Intravenously sprayed or drip, intramuscularly. The daily dose is divided into 2-4 admission.
Parenteral administration of piracetam is prescribed when it is not possible to use oral forms of the drug (unconsciousness, difficulty swallowing). Intravenous administration is preferred. Intravenous infusion of the drug in a daily dose is performed through a catheter at a constant rate for 24 hours (for example, in the initial stage of treatment with severe myoclonus).Pre-drug diluted in a compatible infusion solutions: dextrose 5%, 10% or 20%; fructose 5%, 10%, 20%; sodium chloride 0.9%; dextran 40 10%; in 0.9% sodium chloride solution; Ringer's solution; solution of mannitol 20%. The total volume of solution intended for administration is determined taking into account the clinical indications and the patient's condition.

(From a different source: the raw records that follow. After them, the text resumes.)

//! Input validation
//!
//! Request payloads derive [`validator::Validate`]. The routing core only
//! needs to know whether a value is acceptable, and if not, which message to
//! send back with the 400.

use validator::Validate;

use super::error::AppError;

/// Run the payload's validation rules
pub fn validate<T: Validate>(value: &T) -> Result<(), AppError> {
    value.validate().map_err(AppError::from)
}

/// Reject blank strings (whitespace only counts as blank)
pub fn not_blank(value: &str) -> Result<(), validator::ValidationError> {
    if value.trim().is_empty() {
        let mut error = validator::ValidationError::new("not_blank");
        error.message = Some("must not be blank".into());
        return Err(error);
    }
    Ok(())
}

Bolus intravenous injection is performed for at least 2 minutes, wherein the daily dose divided into multiple administrations (2 - 4) at regular intervals so that the dose per administration is less than 3, the drug is administered intramuscularly, if the introduction through the vein is difficult. The volume of the solution administered intramuscularly can not exceed 5 ml.
The frequency of administration of the drug is similar to that of its intravenous or oral administration.
When the opportunity arises, they switch to oral administration of the drug (see instructions for the medical use of the respective forms of the drug). The duration of treatment is determined by the doctor depending on the disease and taking into account the dynamics of the symptoms.
Symptomatic treatment of intellectually-mnestic disorders without diagnosis of dementia: 2,4 - 4,8 g / day (2 or 3 sub-doses).
To reduce manifestations of cortical myoclonus treatment starts with a dose of 7.2 g / day, every 3-4 days the dose is increased by 4.8 g / day (2 or 3 sub-doses) until the maximum dose of 24 g / day is reached. Treatment continues throughout the period of the disease. Every 6 months, attempts should be made to reduce the dose or discontinue the drug, gradually reducing the dose by 1.2 g / day every 2 days.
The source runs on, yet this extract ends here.